"En este mundo sólo hay dos cosas seguras: la muerte y los impuestos". De haber nacido en esta época, Benjamin Franklin habría añadido un tercer elemento. A buen seguro, habría sostenido que en este mundo sólo hay tres cosas seguras: la muerte, los impuestos y Messi. Si su equipo, compuesto por excelentes jugadores, funciona, él lo pone en una vía láctea inalcanzable para el resto. Y si su equipo no carbura, él siempre acude al rescate, porque no se toma un día libre. Messi es el pastor del buen aficionado. Y con él, nada le falta. No necesita ganar mil premios, ni batir tropecientos récords, ni ser el mejor pagado, ni grabar mil comerciales, ni siquiera ser el deportista más buscado en Google. Otros necesitan elogiarse a sí mismos para reivindicar lo buenos que son. A Messi no le hace falta, porque son los demás los que hablan de él para reconocer que es el mejor. Y no es que Di Stéfano, Pelé, Cruyff o Maradona, Platini, Best, Van Basten, Zidane, Puskas, Kubala, Charlton o Baggio no fueran extraordinarios, soberbios y mágicos. Es que Messi es Messi. Alguien único. Incomparable.
Los más grandes llevaban, llevan y llevarán la pelota cosida a la bota. Messi la lleva dentro del pie. Hace lo que le da la gana. Para él no hay normas futbolísticas, ni obstáculos insalvables, ni leyes físicas imposibles de sortear. Si la velocidad es el espacio partido por tiempo, Messi reformula la genialidad desde su centro de gravedad y su zurda atómica, multiplicando velocidad, tiempo y espacio. Regateando en un sello de correos, conduciendo de manera supersónica, enhebrando un pase por el cuello de una botella o inventando una paloma que se cuela por un ángulo imposible. Es principio y fin de cada jugada. Juez y parte de cada partido. El tipo del que uno espera lo imposible, el hombre que nos ha hecho perder la perspectiva, el diez que ha logrado que el periodismo agote los adjetivos calificativos. El fútbol es de la gente y él siempre consigue arrancar la más profunda admiración de los espectadores. Si tratar bien al balón es tratar bien al espectador, no hay nadie que trate al público mejor que Messi. Tiene menos palabra que un telegrama y se llama Messi. Siempre habla donde mejor sabe hacerlo, en el campo. Y su zurda es la ley.

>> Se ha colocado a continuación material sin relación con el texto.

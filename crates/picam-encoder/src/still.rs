//! JPEG still encoder.

use picam_mmal::{ComponentId, ComponentKind, Encoding, Graph, Parameter, PortRef, Thumbnail};
use picam_types::StillConfig;
use tracing::{info, instrument, warn};

use crate::error::HalContext;
use crate::{EncoderHandle, EncoderResult};

fn thumbnail(config: &StillConfig) -> Thumbnail {
    let thumb = &config.thumbnail;
    if thumb.enable && thumb.width > 0 && thumb.height > 0 {
        Thumbnail {
            enable: true,
            width: thumb.width,
            height: thumb.height,
            quality: thumb.quality,
        }
    } else {
        Thumbnail::default()
    }
}

/// Build and enable the JPEG encoder and its output pool.
#[instrument(name = "create_still_encoder", skip(graph, config), fields(quality = config.quality))]
pub fn create_still_encoder(graph: &mut Graph, config: &StillConfig) -> EncoderResult<EncoderHandle> {
    let id = graph
        .create_component(ComponentKind::ImageEncoder)
        .stage("Unable to create JPEG encoder component")?;

    match configure(graph, id, config) {
        Ok(handle) => {
            info!(?id, buffers = handle.pool.capacity(), "Still encoder ready");
            Ok(handle)
        }
        Err(e) => {
            if let Err(destroy) = graph.destroy_component(id) {
                warn!("Failed to destroy JPEG encoder after error: {}", destroy);
            }
            Err(e)
        }
    }
}

fn configure(graph: &mut Graph, id: ComponentId, config: &StillConfig) -> EncoderResult<EncoderHandle> {
    let input = PortRef::input(id, 0);
    let output = PortRef::output(id, 0);

    graph
        .copy_format(input, output)
        .stage("Unable to set format on JPEG encoder output port")?;
    let mut format = graph
        .format(output)
        .stage("Unable to set format on JPEG encoder output port")?;
    format.encoding = Encoding::Jpeg;
    format.encoding_variant = None;
    format.buffer_size = 0;
    format.buffer_num = 0;
    let negotiated = graph
        .commit_format(output, format)
        .stage("Unable to set format on JPEG encoder output port")?;
    graph
        .set_buffer_requirements(
            output,
            negotiated.buffer_num_recommended.max(negotiated.buffer_num_min),
            negotiated
                .buffer_size_recommended
                .max(negotiated.buffer_size_min),
        )
        .stage("Unable to set JPEG encoder buffers")?;

    graph
        .set_parameter(output, &Parameter::JpegQuality(config.quality))
        .stage("Unable to set JPEG quality")?;

    // Only a non-zero interval has to be honoured.
    if let Err(e) = graph.set_parameter(output, &Parameter::JpegRestartInterval(config.restart_interval)) {
        if config.restart_interval > 0 {
            return Err(e).stage("Unable to set JPEG restart interval");
        }
        warn!("Unable to clear JPEG restart interval: {}", e);
    }

    if let Err(e) = graph.set_parameter(PortRef::control(id), &Parameter::Thumbnail(thumbnail(config))) {
        warn!("Unable to configure thumbnail: {}", e);
    }

    graph
        .enable_component(id)
        .stage("Unable to enable JPEG encoder component")?;
    let pool = graph
        .create_pool(output)
        .stage("Failed to create buffer header pool for JPEG encoder output port")?;

    Ok(EncoderHandle {
        id,
        encoding: Encoding::Jpeg,
        bitrate: 0,
        pool,
    })
}
impl Graph {
    pub(crate) fn new(hw: Arc<dyn Hardware>) -> Self {
        Self {
            hw,
            components: BTreeMap::new(),
            connections: BTreeMap::new(),
            pools: BTreeMap::new(),
        }
    }

    /// The underlying hardware.
    pub fn hardware(&self) -> &Arc<dyn Hardware> {
        &self.hw
    }

    /// Instantiate a component and register its ports.
    #[instrument(name = "create_component", skip(self))]
    pub fn create_component(&mut self, kind: ComponentKind) -> HalResult<ComponentId> {
        let (id, layout) = self.hw.create_component(kind)?;

        let mut ports = BTreeMap::new();
        let control = PortRef::control(id);
        ports.insert(control, Port::new(control));
        for index in 0..layout.inputs {
            let port = PortRef::input(id, index);
            ports.insert(port, Port::new(port));
        }
        for index in 0..layout.outputs {
            let port = PortRef::output(id, index);
            ports.insert(port, Port::new(port));
        }

        debug!(?id, name = kind.name(), inputs = layout.inputs, outputs = layout.outputs, "Component created");
        self.components.insert(
            id,
            Component {
                id,
                kind,
                layout,
                enabled: false,
                ports,
            },
        );
        Ok(id)
    }

    /// Look up a component.
    pub fn component(&self, id: ComponentId) -> Option<&Component> {
        self.components.get(&id)
    }

    /// Look up a port.
    pub fn port(&self, port: PortRef) -> Option<&Port> {
        self.components.get(&port.component)?.ports.get(&port)
    }

    fn port_mut(&mut self, port: PortRef) -> HalResult<&mut Port> {
        self.components
            .get_mut(&port.component)
            .and_then(|c| c.ports.get_mut(&port))
            .ok_or(HalError::UnknownPort(port))
    }

    /// Returns true if the port exists and is enabled.
    pub fn is_port_enabled(&self, port: PortRef) -> bool {
        self.port(port).map(Port::is_enabled).unwrap_or(false)
    }

    /// Enable a component.
    pub fn enable_component(&mut self, id: ComponentId) -> HalResult<()> {
        let component = self
            .components
            .get_mut(&id)
            .ok_or(HalError::UnknownComponent(id))?;
        if !component.enabled {
            self.hw.enable_component(id)?;
            component.enabled = true;
        }
        Ok(())
    }

    /// Disable a component. A no-op if it is unknown or already disabled.
    pub fn disable_component(&mut self, id: ComponentId) -> HalResult<()> {
        if let Some(component) = self.components.get_mut(&id) {
            if component.enabled {
                self.hw.disable_component(id)?;
                component.enabled = false;
            }
        }
        Ok(())
    }

    /// Set a parameter on a port.
    pub fn set_parameter(&self, port: PortRef, param: &Parameter) -> HalResult<()> {
        if self.port(port).is_none() {
            return Err(HalError::UnknownPort(port));
        }
        self.hw.set_parameter(port, param)
    }

    /// Read a parameter from a port.
    pub fn get_parameter(&self, port: PortRef, id: ParameterId) -> HalResult<Parameter> {
        if self.port(port).is_none() {
            return Err(HalError::UnknownPort(port));
        }
        self.hw.get_parameter(port, id)
    }

    /// The current format of a port.
    pub fn format(&self, port: PortRef) -> HalResult<PortFormat> {
        self.port(port)
            .map(|p| p.format)
            .ok_or(HalError::UnknownPort(port))
    }

    /// Copy one port's format onto another without committing it.
    pub fn copy_format(&mut self, from: PortRef, to: PortRef) -> HalResult<()> {
        let format = self.format(from)?;
        self.port_mut(to)?.format = format;
        Ok(())
    }

    /// Commit a format; the negotiated result is stored and returned.
    pub fn commit_format(&mut self, port: PortRef, format: PortFormat) -> HalResult<PortFormat> {
        self.port_mut(port)?;
        let negotiated = self.hw.commit_format(port, &format)?;
        self.port_mut(port)?.format = negotiated;
        debug!(
            %port,
            encoding = ?negotiated.encoding,
            width = negotiated.video.width,
            height = negotiated.video.height,
            buffer_num = negotiated.buffer_num,
            buffer_size = negotiated.buffer_size,
            "Format committed"
        );
        Ok(negotiated)
    }

    /// Set the buffer count and size a pool on this port will use.
    pub fn set_buffer_requirements(&mut self, port: PortRef, num: u32, size: u32) -> HalResult<()> {
        let port = self.port_mut(port)?;
        port.format.buffer_num = num;
        port.format.buffer_size = size;
        Ok(())
    }

    /// Enable an output port whose filled buffers are returned to the
    /// application. Completions arrive on the returned receiver.
    pub fn enable_output(&mut self, port: PortRef) -> HalResult<Receiver<BufferHeader>> {
        let capacity = match self.pools.get(&port) {
            Some(pool) => pool.capacity(),
            None => self.format(port)?.buffer_num as usize,
        }
        .max(1);

        self.ensure_enableable(port, PortKind::Output)?;
        let (tx, rx) = crossbeam_channel::bounded(capacity);
        self.hw.enable_port(port, PortSink::Buffers(tx))?;
        self.port_mut(port)?.enabled.store(true, Ordering::SeqCst);
        debug!(%port, "Output port enabled");
        Ok(rx)
    }

    /// Enable a control port. Events arrive on the returned receiver.
    pub fn enable_control(&mut self, port: PortRef) -> HalResult<Receiver<ControlEvent>> {
        self.ensure_enableable(port, PortKind::Control)?;
        let (tx, rx) = crossbeam_channel::bounded(CONTROL_EVENT_CAPACITY);
        self.hw.enable_port(port, PortSink::Events(tx))?;
        self.port_mut(port)?.enabled.store(true, Ordering::SeqCst);
        debug!(%port, "Control port enabled");
        Ok(rx)
    }

    fn ensure_enableable(&self, port: PortRef, kind: PortKind) -> HalResult<()> {
        let state = self.port(port).ok_or(HalError::UnknownPort(port))?;
        if port.kind != kind || state.is_enabled() || state.connection.is_some() {
            return Err(HalError::status("enable port", Status::Invalid));
        }
        Ok(())
    }

    /// Disable a port if it exists and is enabled.
    pub fn disable_port(&mut self, port: PortRef) -> HalResult<()> {
        let Some(state) = self.port(port) else {
            return Ok(());
        };
        if !state.is_enabled() {
            return Ok(());
        }
        // Clear first so completions in flight are not resubmitted.
        state.enabled.store(false, Ordering::SeqCst);
        self.hw.disable_port(port)?;
        debug!(%port, "Port disabled");
        Ok(())
    }

    /// Create and enable a tunnelled connection.
    ///
    /// If enabling fails the connection is destroyed before the error is
    /// returned.
    #[instrument(name = "connect_ports", skip(self))]
    pub fn connect(&mut self, output: PortRef, input: PortRef) -> HalResult<ConnectionId> {
        for (port, kind) in [(output, PortKind::Output), (input, PortKind::Input)] {
            let state = self.port(port).ok_or(HalError::UnknownPort(port))?;
            if port.kind != kind {
                return Err(HalError::status("create connection", Status::Invalid));
            }
            if state.connection.is_some() || state.is_enabled() {
                return Err(HalError::status("create connection", Status::IsConnected));
            }
        }

        let id = self.hw.create_connection(output, input)?;

        if let Err(e) = self.hw.enable_connection(id) {
            warn!(?id, "Connection enable failed: {}", e);
            if let Err(destroy) = self.hw.destroy_connection(id) {
                warn!(?id, "Failed to destroy connection after enable failure: {}", destroy);
            }
            return Err(e);
        }

        // Formats propagate across the connection.
        let format = self.format(output)?;
        for port in [output, input] {
            let state = self.port_mut(port)?;
            state.connection = Some(id);
            state.enabled.store(true, Ordering::SeqCst);
        }
        self.port_mut(input)?.format = format;

        self.connections.insert(
            id,
            Connection {
                output,
                input,
                enabled: true,
            },
        );
        info!(?id, %output, %input, "Ports connected");
        Ok(id)
    }

    /// Disable and destroy a connection. A no-op for `None`.
    pub fn disconnect(&mut self, id: Option<ConnectionId>) -> HalResult<()> {
        let Some(id) = id else {
            return Ok(());
        };
        let Some(connection) = self.connections.get_mut(&id) else {
            return Ok(());
        };

        if connection.enabled {
            self.hw.disable_connection(id)?;
            connection.enabled = false;
        }
        self.hw.destroy_connection(id)?;

        if let Some(connection) = self.connections.remove(&id) {
            for port in [connection.output, connection.input] {
                if let Ok(state) = self.port_mut(port) {
                    state.connection = None;
                    state.enabled.store(false, Ordering::SeqCst);
                }
            }
        }
        debug!(?id, "Connection destroyed");
        Ok(())
    }

    /// Connection ids in creation order.
    pub fn connection_ids(&self) -> Vec<ConnectionId> {
        self.connections.keys().copied().collect()
    }

    /// Create the buffer pool for an output port from its committed format.
    pub fn create_pool(&mut self, port: PortRef) -> HalResult<Arc<BufferPool>> {
        if self.pools.contains_key(&port) {
            return Err(HalError::PoolExists(port));
        }
        let format = self.format(port)?;
        if port.kind != PortKind::Output || format.buffer_num == 0 || format.buffer_size == 0 {
            return Err(HalError::status("create pool", Status::NoMemory));
        }
        let pool = Arc::new(BufferPool::new(
            port,
            format.buffer_num as usize,
            format.buffer_size as usize,
        ));
        self.pools.insert(port, Arc::clone(&pool));
        Ok(pool)
    }

    /// The pool owned by a port.
    pub fn pool(&self, port: PortRef) -> Option<Arc<BufferPool>> {
        self.pools.get(&port).cloned()
    }

    /// Release the pool owned by a port. A no-op if there is none.
    pub fn destroy_pool(&mut self, port: PortRef) {
        if let Some(pool) = self.pools.remove(&port) {
            let (available, in_flight) = pool.counts();
            if in_flight > 0 {
                warn!(%port, available, in_flight, "Destroying pool with buffers in flight");
            }
            debug!(%port, "Buffer pool destroyed");
        }
    }

    /// A feeder that recycles buffers between a port and its pool.
    pub fn feeder(&self, port: PortRef) -> HalResult<PortFeeder> {
        let pool = self.pool(port).ok_or(HalError::NoPool(port))?;
        let state = self.port(port).ok_or(HalError::UnknownPort(port))?;
        Ok(PortFeeder::new(
            Arc::clone(&self.hw),
            port,
            Arc::clone(&state.enabled),
            pool,
        ))
    }

    /// Destroy a component, releasing its pools first.
    ///
    /// Fails if any connection still references the component.
    pub fn destroy_component(&mut self, id: ComponentId) -> HalResult<()> {
        let Some(component) = self.components.get(&id) else {
            return Ok(());
        };
        let connected = component.ports.values().any(|p| p.connection.is_some());
        if connected {
            return Err(HalError::StillConnected(id));
        }

        let ports: Vec<PortRef> = component.ports.keys().copied().collect();
        for port in &ports {
            self.disable_port(*port)?;
        }
        for port in &ports {
            self.destroy_pool(*port);
        }
        self.disable_component(id)?;
        self.hw.destroy_component(id)?;
        self.components.remove(&id);
        debug!(?id, "Component destroyed");
        Ok(())
    }

    /// Component ids in creation order.
    pub fn component_ids(&self) -> Vec<ComponentId> {
        self.components.keys().copied().collect()
    }

    /// Disable every enabled port that no connection manages.
    pub fn disable_unconnected_ports(&mut self) {
        let ports: Vec<PortRef> = self
            .components
            .values()
            .flat_map(|c| c.ports.values())
            .filter(|p| p.connection.is_none() && p.is_enabled())
            .map(|p| p.port)
            .collect();
        for port in ports {
            if let Err(e) = self.disable_port(port) {
                warn!(%port, "Failed to disable port: {}", e);
            }
        }
    }

    /// Disable and destroy every connection.
    pub fn destroy_connections(&mut self) {
        for id in self.connection_ids() {
            if let Err(e) = self.disconnect(Some(id)) {
                warn!(?id, "Failed to destroy connection: {}", e);
                self.connections.remove(&id);
            }
        }
    }

    /// Disable every component, newest first.
    pub fn disable_components(&mut self) {
        for id in self.component_ids().into_iter().rev() {
            if let Err(e) = self.disable_component(id) {
                warn!(?id, "Failed to disable component: {}", e);
            }
        }
    }

    /// Release every pool.
    pub fn destroy_pools(&mut self) {
        let ports: Vec<PortRef> = self.pools.keys().copied().collect();
        for port in ports {
            self.destroy_pool(port);
        }
    }

    /// Destroy every component, newest first.
    pub fn destroy_components(&mut self) {
        for id in self.component_ids().into_iter().rev() {
            if let Err(e) = self.destroy_component(id) {
                warn!(?id, "Failed to destroy component: {}", e);
                self.components.remove(&id);
            }
        }
    }

    /// Returns true once everything has been released.
    pub fn is_empty(&self) -> bool {
        self.components.is_empty() && self.connections.is_empty() && self.pools.is_empty()
    }
}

Si el Barça vuela, Messi levita. Si el Barça palidece, Messi resuelve. Su rutina es la excelencia. Tira las faltas como el resto los penaltis, Hay quienes, envueltos en banderas, embutidos en prótesis de ultras o camuflados bajo un pasamontañas, siguen negando a Messi. Llevan años diciendo que Messi no era nadie sin los pases de Xavi e Iniesta son los mismos que ahora se quejan de que el Barça no es nada sin Messi, porque él es todo, el sistema y el equipo. A quién le importa lo que puedan decir ya de Messi. Ni siquiera en este país, donde a la gente no le gusta el fútbol, porque sólo les gusta su equipo. Es igual, ya no importa. Desde sus más recalcitrantes fiscales hasta sus más rendidos admiradores, todos saben, en su interior, quién es el mejor. Los primeros, minoría ruidosa, lo sufren y le maldicen, reconociendo en privado lo que jamás confesarán en público. Los segundos, una mayoría silenciosa, no tienen reparo en ver más allá de colores y camisetas. Saben que no es incompatible ser hincha de un equipo y sacarse el sombrero con el mejor, aunque juegue para el rival. Todos saben quién es el mejor. Amigos y enemigos. Compañeros y rivales. Messi no admite comparación, ni la necesita. Puedes ganarle al Barça, pero no puedes ganarle a él. El diez no necesita distinciones, palmaditas en la espalda o reconocimientos. Y Messi tampoco necesita premios, porque el premio es Messi.